A major new park in the London Borough of Enfield; Brooks Park will become one of the primary green spaces within the 80-hectare Meridian Water development.
The Meridian Water site is one of the last ‘grey’ gaps in the LeeValley Regional Park, requiring extensive remediation and flood alleviation works before development can begin. The park plays a key role in managing flooding, returning the site to the wider LeeValley network, and providing new ecologies and recreation space. We were commissioned by Enfield Council to deliver the detailed design and planning application.
Periscope worked closely with ARUP’s specialists, the Environment Agency and Enfield Council’s SUD’s team to address the site’s contamination and poor ecological value and the need to manage river and rain water in the park. The landscape is designed to flood, celebrating the theatre of the changing water’s edge.
Brooks Park will provide a new 2-hectare, public riverine park, connecting Tottenham Marshes to the centre of Meridian Water, with meandering river walks, natural play spaces and ecological areas. Designing the park around the naturalised Pymmes Brook creates a wide range of habitats for river flora and fauna as well as a mosaic of woodland, grassland and seasonal wet meadow. These naturalistic environments and elements of the industrial past create a unique sense of place, grounded in its history.

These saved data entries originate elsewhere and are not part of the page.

//! Process-wide tracing setup for the `weekmix` binary.
//!
//! Allocation decisions (accepted draws, fallbacks) are logged as structured
//! events. The log file keeps them as JSON lines; stderr gets a compact view
//! that stays out of the way of the calendar printed on stdout.

use std::env;
use std::fmt;
use std::fs;
use std::io;
use std::path::{Path, PathBuf};
use std::sync::OnceLock;

use thiserror::Error;
use tracing::{Subscriber, info};
use tracing_appender::non_blocking::WorkerGuard;
use tracing_subscriber::EnvFilter;
use tracing_subscriber::filter::ParseError;
use tracing_subscriber::fmt::time::{LocalTime, UtcTime};
use tracing_subscriber::layer::{Layer, SubscriberExt};
use tracing_subscriber::registry::LookupSpan;
use tracing_subscriber::util::SubscriberInitExt;

use crate::config::config_directory;

const LOG_FILE_NAME: &str = "weekmix.log";
const LOG_FILTER_ENV: &str = "WEEKMIX_LOG";
const RUST_LOG_ENV: &str = "RUST_LOG";

type BoxedLayer<S> = Box<dyn Layer<S> + Send + Sync + 'static>;

/// Controls where structured logs are published.
#[derive(Debug, Clone, Copy, PartialEq, Eq)]
pub enum LoggingDestination {
    /// JSON lines to the persistent log file plus compact stderr output.
    FileAndStderr,
    /// Stderr only, for tests and throwaway runs.
    StderrOnly,
}

/// How chatty the default filter is when no environment filter is set.
#[derive(Debug, Clone, Copy, PartialEq, Eq, Default)]
pub enum Verbosity {
    /// Engine events at `info`, dependencies at `warn`.
    #[default]
    Normal,
    /// Engine events at `debug` (every accepted draw), dependencies at `info`.
    Verbose,
}

impl Verbosity {
    pub fn from_flag(verbose: bool) -> Self {
        if verbose {
            Verbosity::Verbose
        } else {
            Verbosity::Normal
        }
    }

    fn default_directives(self) -> &'static str {
        match self {
            Verbosity::Normal => "warn,weekmix_core=info,weekmix_cli=info,weekmix=info",
            Verbosity::Verbose => "info,weekmix_core=debug,weekmix_cli=debug,weekmix=debug",
        }
    }
}

/// Where the active filter came from.
#[derive(Debug, Clone, Copy, PartialEq, Eq)]
pub enum FilterSource {
    WeekmixLog,
    RustLog,
    Verbosity(Verbosity),
}

impl fmt::Display for FilterSource {
    fn fmt(&self, f: &mut fmt::Formatter<'_>) -> fmt::Result {
        match self {
            FilterSource::WeekmixLog => f.write_str(LOG_FILTER_ENV),
            FilterSource::RustLog => f.write_str(RUST_LOG_ENV),
            FilterSource::Verbosity(Verbosity::Normal) => f.write_str("default"),
            FilterSource::Verbosity(Verbosity::Verbose) => f.write_str("--verbose"),
        }
    }
}

#[derive(Debug)]
struct LoggingState {
    _guard: Option<WorkerGuard>,
    log_path: Option<PathBuf>,
}

static LOGGING_STATE: OnceLock<LoggingState> = OnceLock::new();

#[derive(Debug, Error)]
pub enum LoggingError {
    #[error("failed to prepare log directory: {0}")]
    Io(#[from] io::Error),
    #[error("invalid logging filter: {0}")]
    Filter(#[from] ParseError),
    #[error("failed to install logging subscriber: {0}")]
    Subscriber(#[from] tracing_subscriber::util::TryInitError),
}

/// Install the global subscriber. The first call wins; later calls return the
/// log file chosen by the first.
pub fn init_logging(
    destination: LoggingDestination,
    verbosity: Verbosity,
) -> Result<Option<&'static PathBuf>, LoggingError> {
    if LOGGING_STATE.get().is_none() {
        let state = install_logging(destination, verbosity)?;
        if let Err(state) = LOGGING_STATE.set(state) {
            drop(state);
        }
    }

    Ok(current_log_path())
}

pub fn current_log_path() -> Option<&'static PathBuf> {
    LOGGING_STATE.get().and_then(|state| state.log_path.as_ref())
}

/// Directory holding `weekmix.log`, next to the configuration file.
pub fn log_directory() -> PathBuf {
    config_directory().join("logs")
}

fn install_logging(
    destination: LoggingDestination,
    verbosity: Verbosity,
) -> Result<LoggingState, LoggingError> {
    let (filter, source) = resolve_filter(
        env::var(LOG_FILTER_ENV).ok(),
        env::var(RUST_LOG_ENV).ok(),
        verbosity,
    )?;

    let (file_layer, guard, log_path) = match destination {
        LoggingDestination::FileAndStderr => {
            let (layer, guard, path) = json_file_layer(&log_directory())?;
            (Some(layer), Some(guard), Some(path))
        }
        LoggingDestination::StderrOnly => (None, None, None),
    };

    tracing_subscriber::registry()
        .with(filter)
        .with(file_layer)
        .with(stderr_layer(verbosity))
        .try_init()?;

    match log_path.as_ref() {
        Some(path) => info!(path = %path.display(), filter = %source, "Structured logging enabled"),
        None => info!(filter = %source, "Logging to stderr only"),
    }

    Ok(LoggingState {
        _guard: guard,
        log_path,
    })
}

/// Picks the filter: `WEEKMIX_LOG`, then a valid `RUST_LOG`, then the
/// verbosity defaults. A malformed `WEEKMIX_LOG` is an error.
fn resolve_filter(
    weekmix_log: Option<String>,
    rust_log: Option<String>,
    verbosity: Verbosity,
) -> Result<(EnvFilter, FilterSource), ParseError> {
    if let Some(spec) = weekmix_log.filter(|spec| !spec.trim().is_empty()) {
        return Ok((EnvFilter::try_new(spec)?, FilterSource::WeekmixLog));
    }
    if let Some(filter) = rust_log
        .filter(|spec| !spec.trim().is_empty())
        .and_then(|spec| EnvFilter::try_new(spec).ok())
    {
        return Ok((filter, FilterSource::RustLog));
    }
    let filter = EnvFilter::try_new(verbosity.default_directives())?;
    Ok((filter, FilterSource::Verbosity(verbosity)))
}

fn json_file_layer<S>(dir: &Path) -> Result<(BoxedLayer<S>, WorkerGuard, PathBuf), io::Error>
where
    S: Subscriber + for<'span> LookupSpan<'span> + 'static,
{
    fs::create_dir_all(dir)?;
    let appender = tracing_appender::rolling::never(dir, LOG_FILE_NAME);
    let (writer, guard) = tracing_appender::non_blocking(appender);
    let layer = tracing_subscriber::fmt::layer()
        .event_format(
            tracing_subscriber::fmt::format()
                .json()
                .with_timer(UtcTime::rfc_3339())
                .with_target(true)
                .with_file(true)
                .with_line_number(true),
        )
        .with_writer(writer)
        .with_ansi(false)
        .boxed();
    Ok((layer, guard, dir.join(LOG_FILE_NAME)))
}

fn stderr_layer<S>(verbosity: Verbosity) -> BoxedLayer<S>
where
    S: Subscriber + for<'span> LookupSpan<'span> + 'static,
{
    let format = tracing_subscriber::fmt::format()
        .compact()
        .with_target(verbosity == Verbosity::Verbose)
        .with_ansi(false);
    match verbosity {
        Verbosity::Verbose => tracing_subscriber::fmt::layer()
            .event_format(format.with_timer(LocalTime::rfc_3339()))
            .with_writer(io::stderr)
            .with_ansi(false)
            .boxed(),
        Verbosity::Normal => tracing_subscriber::fmt::layer()
            .event_format(format.without_time())
            .with_writer(io::stderr)
            .with_ansi(false)
            .boxed(),
    }
}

The project benefits from the £150m Housing Infrastructure Grant secured by Enfield Council in 2019 as part of the Strategic Infrastructure Works (SIW) to recover the site from contamination and install new infrastructure. The project achieved detailed planning consent in March 2020. In 2021 Vinci Taylor Woodrow was appointed to deliver the parks over a four-year construction programme.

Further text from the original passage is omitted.